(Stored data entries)
--- --- ---
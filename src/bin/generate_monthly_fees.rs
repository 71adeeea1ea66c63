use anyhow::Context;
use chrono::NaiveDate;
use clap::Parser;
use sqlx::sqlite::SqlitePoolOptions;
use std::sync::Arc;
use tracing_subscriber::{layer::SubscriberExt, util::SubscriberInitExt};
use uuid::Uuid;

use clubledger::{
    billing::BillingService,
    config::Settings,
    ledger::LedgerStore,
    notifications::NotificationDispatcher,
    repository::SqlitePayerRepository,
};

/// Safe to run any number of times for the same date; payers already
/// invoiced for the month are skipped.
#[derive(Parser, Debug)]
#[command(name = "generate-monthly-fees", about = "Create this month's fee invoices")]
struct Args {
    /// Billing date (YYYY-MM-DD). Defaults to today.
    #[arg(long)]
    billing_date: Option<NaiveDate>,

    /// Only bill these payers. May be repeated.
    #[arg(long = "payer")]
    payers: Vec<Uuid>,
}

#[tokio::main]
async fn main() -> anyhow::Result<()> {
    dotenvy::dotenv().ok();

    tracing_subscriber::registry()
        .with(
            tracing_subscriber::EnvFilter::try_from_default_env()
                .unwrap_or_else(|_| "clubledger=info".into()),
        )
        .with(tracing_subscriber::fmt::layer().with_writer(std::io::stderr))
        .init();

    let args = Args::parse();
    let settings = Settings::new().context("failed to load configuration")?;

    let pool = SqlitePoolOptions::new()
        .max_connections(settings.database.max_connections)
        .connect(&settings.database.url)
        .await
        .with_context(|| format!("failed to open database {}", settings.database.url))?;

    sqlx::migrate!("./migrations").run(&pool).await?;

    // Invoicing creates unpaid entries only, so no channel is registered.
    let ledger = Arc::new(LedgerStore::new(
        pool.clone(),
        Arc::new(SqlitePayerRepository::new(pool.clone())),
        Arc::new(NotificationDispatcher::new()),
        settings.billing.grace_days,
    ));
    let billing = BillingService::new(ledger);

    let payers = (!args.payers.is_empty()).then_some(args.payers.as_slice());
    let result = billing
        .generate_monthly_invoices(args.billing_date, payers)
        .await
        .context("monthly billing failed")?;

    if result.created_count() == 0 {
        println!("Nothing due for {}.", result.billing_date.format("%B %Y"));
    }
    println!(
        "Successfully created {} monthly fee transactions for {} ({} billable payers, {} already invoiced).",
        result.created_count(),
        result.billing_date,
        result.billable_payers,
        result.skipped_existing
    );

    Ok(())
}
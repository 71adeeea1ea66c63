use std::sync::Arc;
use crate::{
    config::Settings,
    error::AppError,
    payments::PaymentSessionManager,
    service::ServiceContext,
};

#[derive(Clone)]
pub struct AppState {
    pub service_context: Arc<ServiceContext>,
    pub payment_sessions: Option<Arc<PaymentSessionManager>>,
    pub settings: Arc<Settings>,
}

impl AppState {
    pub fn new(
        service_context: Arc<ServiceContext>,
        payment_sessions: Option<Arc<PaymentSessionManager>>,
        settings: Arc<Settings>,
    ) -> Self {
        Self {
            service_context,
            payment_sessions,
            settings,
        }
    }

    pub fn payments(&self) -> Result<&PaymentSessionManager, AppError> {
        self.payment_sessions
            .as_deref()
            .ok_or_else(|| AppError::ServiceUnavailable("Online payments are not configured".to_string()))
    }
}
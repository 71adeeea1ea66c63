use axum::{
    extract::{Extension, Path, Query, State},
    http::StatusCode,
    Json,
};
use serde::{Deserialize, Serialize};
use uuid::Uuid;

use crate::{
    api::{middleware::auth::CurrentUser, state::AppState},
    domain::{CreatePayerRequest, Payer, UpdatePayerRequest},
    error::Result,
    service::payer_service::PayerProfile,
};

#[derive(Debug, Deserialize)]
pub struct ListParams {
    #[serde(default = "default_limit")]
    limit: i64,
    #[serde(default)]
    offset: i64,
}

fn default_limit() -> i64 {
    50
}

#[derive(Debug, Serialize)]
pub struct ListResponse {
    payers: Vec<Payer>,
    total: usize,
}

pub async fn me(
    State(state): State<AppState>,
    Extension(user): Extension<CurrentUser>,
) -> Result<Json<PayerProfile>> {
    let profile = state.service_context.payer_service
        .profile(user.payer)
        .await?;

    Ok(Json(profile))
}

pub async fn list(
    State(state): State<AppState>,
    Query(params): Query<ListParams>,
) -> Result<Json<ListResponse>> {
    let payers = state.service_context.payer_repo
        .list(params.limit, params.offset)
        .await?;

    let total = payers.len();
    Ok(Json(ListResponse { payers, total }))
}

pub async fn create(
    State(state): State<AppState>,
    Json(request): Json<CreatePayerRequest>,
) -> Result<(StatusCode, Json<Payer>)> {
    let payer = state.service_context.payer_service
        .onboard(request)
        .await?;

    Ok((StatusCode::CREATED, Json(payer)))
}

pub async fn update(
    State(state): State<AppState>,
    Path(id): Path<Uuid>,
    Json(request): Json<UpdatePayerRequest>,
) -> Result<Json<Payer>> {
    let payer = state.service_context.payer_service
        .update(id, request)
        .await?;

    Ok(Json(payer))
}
--- --- ---
**ABOUT THIS EXERCISE**
Each entry above must be repeated word for word.

**RESPONSE TO THIS TASK**
filename src/bin/generate_monthly_fees.rs
repository 71adeeea1ea66c63
use anyhow::Context;
use chrono::NaiveDate;
use clap::Parser;
use sqlx::sqlite::SqlitePoolOptions;
use std::sync::Arc;
use tracing_subscriber::{layer::SubscriberExt, util::SubscriberInitExt};
use uuid::Uuid;

use clubledger::{
    billing::BillingService,
    config::Settings,
    ledger::LedgerStore,
    notifications::NotificationDispatcher,
    repository::SqlitePayerRepository,
};

/// Safe to run any number of times for the same date; payers already
/// invoiced for the month are skipped.
#[derive(Parser, Debug)]
#[command(name = "generate-monthly-fees", about = "Create this month's fee invoices")]
struct Args {
    /// Billing date (YYYY-MM-DD). Defaults to today.
    #[arg(long)]
    billing_date: Option<NaiveDate>,

    /// Only bill these payers. May be repeated.
    #[arg(long = "payer")]
    payers: Vec<Uuid>,
}

#[tokio::main]
async fn main() -> anyhow::Result<()> {
    dotenvy::dotenv().ok();

    tracing_subscriber::registry()
        .with(
            tracing_subscriber::EnvFilter::try_from_default_env()
                .unwrap_or_else(|_| "clubledger=info".into()),
        )
        .with(tracing_subscriber::fmt::layer().with_writer(std::io::stderr))
        .init();

    let args = Args::parse();
    let settings = Settings::new().context("failed to load configuration")?;

    let pool = SqlitePoolOptions::new()
        .max_connections(settings.database.max_connections)
        .connect(&settings.database.url)
        .await
        .with_context(|| format!("failed to open database {}", settings.database.url))?;

    sqlx::migrate!("./migrations").run(&pool).await?;

    // Invoicing creates unpaid entries only, so no channel is registered.
    let ledger = Arc::new(LedgerStore::new(
        pool.clone(),
        Arc::new(SqlitePayerRepository::new(pool.clone())),
        Arc::new(NotificationDispatcher::new()),
        settings.billing.grace_days,
    ));
    let billing = BillingService::new(ledger);

    let payers = (!args.payers.is_empty()).then_some(args.payers.as_slice());
    let result = billing
        .generate_monthly_invoices(args.billing_date, payers)
        .await
        .context("monthly billing failed")?;

    if result.created_count() == 0 {
        println!("Nothing due for {}.", result.billing_date.format("%B %Y"));
    }
    println!(
        "Successfully created {} monthly fee transactions for {} ({} billable payers, {} already invoiced).",
        result.created_count(),
        result.billing_date,
        result.billable_payers,
        result.skipped_existing
    );

    Ok(())
}
repository 71adeeea1ea66c63
use std::sync::Arc;
use crate::{
    config::Settings,
    error::AppError,
    payments::PaymentSessionManager,
    service::ServiceContext,
};

#[derive(Clone)]
pub struct AppState {
    pub service_context: Arc<ServiceContext>,
    pub payment_sessions: Option<Arc<PaymentSessionManager>>,
    pub settings: Arc<Settings>,
}

impl AppState {
    pub fn new(
        service_context: Arc<ServiceContext>,
        payment_sessions: Option<Arc<PaymentSessionManager>>,
        settings: Arc<Settings>,
    ) -> Self {
        Self {
            service_context,
            payment_sessions,
            settings,
        }
    }

    pub fn payments(&self) -> Result<&PaymentSessionManager, AppError> {
        self.payment_sessions
            .as_deref()
            .ok_or_else(|| AppError::ServiceUnavailable("Online payments are not configured".to_string()))
    }
}
repository 71adeeea1ea66c63
use axum::{
    extract::{Extension, Path, Query, State},
    http::StatusCode,
    Json,
};
use serde::{Deserialize, Serialize};
use uuid::Uuid;

use crate::{
    api::{middleware::auth::CurrentUser, state::AppState},
    domain::{CreatePayerRequest, Payer, UpdatePayerRequest},
    error::Result,
    service::payer_service::PayerProfile,
};

#[derive(Debug, Deserialize)]
pub struct ListParams {
    #[serde(default = "default_limit")]
    limit: i64,
    #[serde(default)]
    offset: i64,
}

fn default_limit() -> i64 {
    50
}

#[derive(Debug, Serialize)]
pub struct ListResponse {
    payers: Vec<Payer>,
    total: usize,
}

pub async fn me(
    State(state): State<AppState>,
    Extension(user): Extension<CurrentUser>,
) -> Result<Json<PayerProfile>> {
    let profile = state.service_context.payer_service
        .profile(user.payer)
        .await?;

    Ok(Json(profile))
}

pub async fn list(
    State(state): State<AppState>,
    Query(params): Query<ListParams>,
) -> Result<Json<ListResponse>> {
    let payers = state.service_context.payer_repo
        .list(params.limit, params.offset)
        .await?;

    let total = payers.len();
    Ok(Json(ListResponse { payers, total }))
}

pub async fn create(
    State(state): State<AppState>,
    Json(request): Json<CreatePayerRequest>,
) -> Result<(StatusCode, Json<Payer>)> {
    let payer = state.service_context.payer_service
        .onboard(request)
        .await?;

    Ok((StatusCode::CREATED, Json(payer)))
}

pub async fn update(
    State(state): State<AppState>,
    Path(id): Path<Uuid>,
    Json(request): Json<UpdatePayerRequest>,
) -> Result<Json<Payer>> {
    let payer = state.service_context.payer_service
        .update(id, request)
        .await?;

    Ok(Json(payer))
}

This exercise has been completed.